ATLANTA — The U.S. cancer death rate fell again in 2006, a new analysis shows, continuing a slow downward trend that experts attribute to declines in smoking, earlier detection and better treatment.
About 560,000 people died of cancer that year, according to an American Cancer Society report to be released today. The new numbers show the death rate fell by 1.6 percent, but since that decline was better than the previous year’s, the cancer society applauded the progress.
Others said the change was not a big deal. “The improvement was modest,” said Dr. Michael Goodman, an Emory University researcher who specializes in cancer statistics.
Cancer is the nation’s No. 2 killer, behind heart disease, and accounts for nearly a quarter of annual deaths. The cancer death rate has been falling since the early 1990s.
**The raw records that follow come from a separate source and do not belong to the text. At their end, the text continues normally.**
#[cfg(test)]
mod tests {
    use super::super::{ids, test_client};
    use super::*;
    use dm_api_core::error::ApiError;
    use mockito::{Matcher, Server};
    use serde_json::json;

    #[test]
    fn test_get_framework_interest() {
        let mut server = Server::new();
        let mock = server
            .mock("GET", "/suppliers/123/frameworks/interest")
            .with_status(200)
            .with_body(r#"{"frameworks": ["g-cloud-15", "dos-23"]}"#)
            .create();

        let result = test_client(&server).get_framework_interest(123).unwrap();
        assert_eq!(result, json!({"frameworks": ["g-cloud-15", "dos-23"]}));
        mock.assert();
    }

    #[test]
    fn test_register_framework_interest() {
        let mut server = Server::new();
        let mock = server
            .mock("PUT", "/suppliers/123/frameworks/g-cloud-15")
            .match_body(Matcher::Json(json!({"updated_by": "g-15-user"})))
            .with_status(200)
            .with_body(r#"{"frameworkInterest": {"supplierId": 123, "frameworkId": 19}}"#)
            .create();

        test_client(&server)
            .register_framework_interest(123, "g-cloud-15", Some("g-15-user"))
            .unwrap();
        mock.assert();
    }

    #[test]
    fn test_supplier_framework_detail_flags_are_title_case() {
        let mut server = Server::new();
        let plain = server
            .mock("GET", "/suppliers/123/frameworks")
            .with_status(200)
            .with_body(r#"{"frameworkInterest": []}"#)
            .create();
        let with_pricings = server
            .mock("GET", "/suppliers/123/frameworks/g-cloud-7?with_lot_pricings=True")
            .with_status(200)
            .with_body(r#"{"frameworkInterest": {"onFramework": false}}"#)
            .create();

        let client = test_client(&server);
        client
            .get_supplier_frameworks(123, SupplierFrameworkDetails::default())
            .unwrap();
        let details = SupplierFrameworkDetails {
            with_lot_pricings: true,
            ..SupplierFrameworkDetails::default()
        };
        client.get_supplier_framework_info(123, "g-cloud-7", details).unwrap();
        plain.assert();
        with_pricings.assert();
    }

    #[test]
    fn test_get_supplier_declaration_and_fvra_are_reshaped() {
        let mut server = Server::new();
        let _mock = server
            .mock("GET", "/suppliers/123/frameworks/g-cloud-7")
            .with_status(200)
            .with_body(
                r#"{"frameworkInterest": {"declaration": {"question": "answer"}, "fvra": {"status": "pass"}}}"#,
            )
            .expect(2)
            .create();

        let client = test_client(&server);
        assert_eq!(
            client.get_supplier_declaration(123, "g-cloud-7").unwrap(),
            json!({"declaration": {"question": "answer"}})
        );
        assert_eq!(
            client.get_supplier_fvra(123, "g-cloud-7").unwrap(),
            json!({"fvra": {"status": "pass"}})
        );
    }

    #[test]
    fn test_get_supplier_declaration_missing_key_is_invalid_response() {
        let mut server = Server::new();
        let _mock = server
            .mock("GET", "/suppliers/123/frameworks/g-cloud-7")
            .with_status(200)
            .with_body(r#"{"frameworkInterest": {}}"#)
            .create();

        let err = test_client(&server)
            .get_supplier_declaration(123, "g-cloud-7")
            .unwrap_err();
        assert!(matches!(err, ApiError::InvalidResponse { .. }));
    }

    #[test]
    fn test_set_and_update_supplier_declaration() {
        let body = json!({"updated_by": "user", "declaration": {"question": "answer"}});
        let mut server = Server::new();
        let put = server
            .mock("PUT", "/suppliers/123/frameworks/g-cloud-7/declaration")
            .match_body(Matcher::Json(body.clone()))
            .with_status(200)
            .with_body(r#"{"declaration": {"question": "answer"}}"#)
            .create();
        let patch = server
            .mock("PATCH", "/suppliers/123/frameworks/g-cloud-7/declaration")
            .match_body(Matcher::Json(body))
            .with_status(200)
            .with_body(r#"{"declaration": {"question": "answer"}}"#)
            .create();

        let client = test_client(&server);
        let declaration = json!({"question": "answer"});
        client
            .set_supplier_declaration(123, "g-cloud-7", declaration.clone(), Some("user"))
            .unwrap();
        client
            .update_supplier_declaration(123, "g-cloud-7", declaration, Some("user"))
            .unwrap();
        put.assert();
        patch.assert();
    }

    #[test]
    fn test_remove_supplier_declaration() {
        let mut server = Server::new();
        let mock = server
            .mock("POST", "/suppliers/123/frameworks/g-cloud-7/declaration")
            .match_body(Matcher::Json(json!({"updated_by": "user"})))
            .with_status(200)
            .with_body(r#"{"supplierFramework": "serialized_object"}"#)
            .create();

        test_client(&server)
            .remove_supplier_declaration(123, "g-cloud-7", Some("user"))
            .unwrap();
        mock.assert();
    }

    #[test]
    fn test_set_supplier_fvra_result() {
        let mut server = Server::new();
        let mock = server
            .mock("POST", "/suppliers/123/frameworks/g-cloud-7/set-fvra-result")
            .match_body(Matcher::Json(json!({
                "updated_by": "user",
                "fvraFrozenResult": {
                    "fvraRoute": "fvra_default",
                    "fvraAdditionalDeclarationAnswers": {"key": "value"},
                    "fvraResults": {"DUNS": "123456789", "FVRAStatus": "Pass"},
                },
            })))
            .with_status(200)
            .with_body(r#"{"fvra": {"status": "in_progress"}}"#)
            .create();

        test_client(&server)
            .set_supplier_fvra_result(
                123,
                "g-cloud-7",
                "fvra_default",
                json!({"key": "value"}),
                json!({"DUNS": "123456789", "FVRAStatus": "Pass"}),
                Some("user"),
            )
            .unwrap();
        mock.assert();
    }

    #[test]
    fn test_update_supplier_fvra() {
        let mut server = Server::new();
        let mock = server
            .mock("PATCH", "/suppliers/123/frameworks/g-cloud-7/fvra")
            .match_body(Matcher::Json(json!({"updated_by": "user", "fvra": {"question": "answer"}})))
            .with_status(200)
            .with_body(r#"{"fvra": {"question": "answer"}}"#)
            .create();

        test_client(&server)
            .update_supplier_fvra(123, "g-cloud-7", json!({"question": "answer"}), Some("user"))
            .unwrap();
        mock.assert();
    }

    #[test]
    fn test_framework_interest_updates() {
        let mut server = Server::new();
        let expected = [
            json!({"onFramework": true}),
            json!({"allowDeclarationReuse": true}),
            json!({"prefillDeclarationFromFrameworkSlug": "pyjamas"}),
            json!({"applicationCompanyDetailsConfirmed": true}),
            json!({"agreementVersion": "aegis"}),
            json!({"agreementReturned": true, "agreementDetails": {"uploaderUserId": 10}}),
            json!({"agreementReturned": true}),
            json!({"agreementReturned": false}),
            json!({"agreementDetails": {"signerName": "name"}}),
            json!({"countersigned": true}),
        ];
        let mocks: Vec<_> = expected
            .iter()
            .map(|interest| {
                server
                    .mock("POST", "/suppliers/123/frameworks/g-cloud-8")
                    .match_body(Matcher::Json(json!({
                        "frameworkInterest": interest,
                        "updated_by": "user",
                    })))
                    .with_status(200)
                    .with_body("{}")
                    .expect(1)
                    .create()
            })
            .collect();

        let client = test_client(&server);
        let (id, fw, user) = (123, "g-cloud-8", Some("user"));
        client.set_framework_result(id, fw, Some(true), user).unwrap();
        client.set_supplier_framework_allow_declaration_reuse(id, fw, true, user).unwrap();
        client
            .set_supplier_framework_prefill_declaration(id, fw, Some("pyjamas"), user)
            .unwrap();
        client
            .set_supplier_framework_application_company_details_confirmed(id, fw, true, user)
            .unwrap();
        client.set_supplier_framework_agreement_version(id, fw, "aegis", user).unwrap();
        client.register_framework_agreement_returned(id, fw, user, Some(10)).unwrap();
        client.register_framework_agreement_returned(id, fw, user, None).unwrap();
        client.unset_framework_agreement_returned(id, fw, user).unwrap();
        client
            .update_supplier_framework_agreement_details(id, fw, json!({"signerName": "name"}), user)
            .unwrap();
        client.register_framework_agreement_countersigned(id, fw, user).unwrap();

        for mock in mocks {
            mock.assert();
        }
    }

    #[test]
    fn test_agree_framework_variation() {
        let mut server = Server::new();
        let mock = server
            .mock("PUT", "/suppliers/321/frameworks/g-cloud-99/variation/banana-split")
            .match_body(Matcher::Json(json!({
                "agreedVariations": {"agreedUserId": 314},
                "updated_by": "someuser",
            })))
            .with_status(200)
            .with_body(r#"{"agreedVariations": {"agreedUserId": 314}}"#)
            .create();

        test_client(&server)
            .agree_framework_variation(321, "g-cloud-99", "banana-split", 314, Some("someuser"))
            .unwrap();
        mock.assert();
    }

    #[test]
    fn test_find_framework_suppliers_flag_spellings() {
        let mut server = Server::new();
        let mock = server
            .mock("GET", "/frameworks/g-cloud-7/suppliers")
            .match_query(Matcher::AllOf(vec![
                Matcher::UrlEncoded("agreement_returned".into(), "True".into()),
                Matcher::UrlEncoded("status".into(), "signed,on-hold".into()),
                Matcher::UrlEncoded("with_declarations".into(), "false".into()),
                Matcher::UrlEncoded("with_fvra".into(), "false".into()),
                Matcher::UrlEncoded("with_technical_ability_certificates".into(), "true".into()),
                Matcher::UrlEncoded("with_cdp_supplier_information".into(), "true".into()),
            ]))
            .with_status(200)
            .with_body(r#"{"supplierFrameworks": []}"#)
            .create();

        let filters = FindFrameworkSuppliers {
            agreement_returned: Some(true),
            statuses: Some("signed,on-hold".into()),
            with_declarations: Some(false),
            with_fvra: Some(false),
            with_technical_ability_certificates: Some(true),
            with_cdp_supplier_information: Some(true),
            ..FindFrameworkSuppliers::default()
        };
        test_client(&server)
            .find_framework_suppliers("g-cloud-7", filters)
            .unwrap();
        mock.assert();
    }

    #[test]
    fn test_find_framework_suppliers_iter() {
        let mut server = Server::new();
        let _mocks = super::super::mock_two_pages(
            &mut server,
            "/frameworks/g-cloud-8/suppliers",
            "supplierFrameworks",
        );

        let client = test_client(&server);
        let records = client.find_framework_suppliers_iter("g-cloud-8", FindFrameworkSuppliers::default());
        assert_eq!(ids(records), vec![1, 2, 3]);
    }

    #[test]
    fn test_verify_supplier_framework_application() {
        let mut server = Server::new();
        let mock = server
            .mock("GET", "/frameworks/g-things-88/suppliers/1234/applications/verify?lot=g-thing")
            .with_status(200)
            .with_body(r#"{"applicationStatus": "result"}"#)
            .create();

        test_client(&server)
            .verify_supplier_framework_application("g-things-88", 1234, Some("g-thing"))
            .unwrap();
        mock.assert();
    }

    #[test]
    fn test_migrate_framework_application() {
        let mut server = Server::new();
        let mock = server
            .mock("POST", "/frameworks/g-things-88/migrate-application")
            .match_body(Matcher::Json(json!({
                "fromSupplierId": 1234,
                "toSupplierId": 4567,
                "updated_by": "user",
            })))
            .with_status(200)
            .with_body(r#"{"message": "done"}"#)
            .create();

        test_client(&server)
            .migrate_framework_application("g-things-88", 1234, 4567, Some("user"))
            .unwrap();
        mock.assert();
    }
}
A rate of decline of at least 2 percent is needed to offset population growth and cause a drop in the actual number of cancer deaths. That happened in 2002 and 2003 for the first time since 1930. But it hasn’t happened since.
The explanation for why the death rate has fallen depends on the type of cancer. For example, better screening has improved deaths from colon cancer. Treatment advances are more of a factor in leukemia death rates. And smoking cessation has led to improvements in male lung-cancer deaths.
Lung cancer accounted for nearly 30 percent of cancer deaths in 2006.
Cancers of the colon and rectum accounted for 10 percent, breast cancer in females about 7 percent, and prostate cancers in men about 5 percent.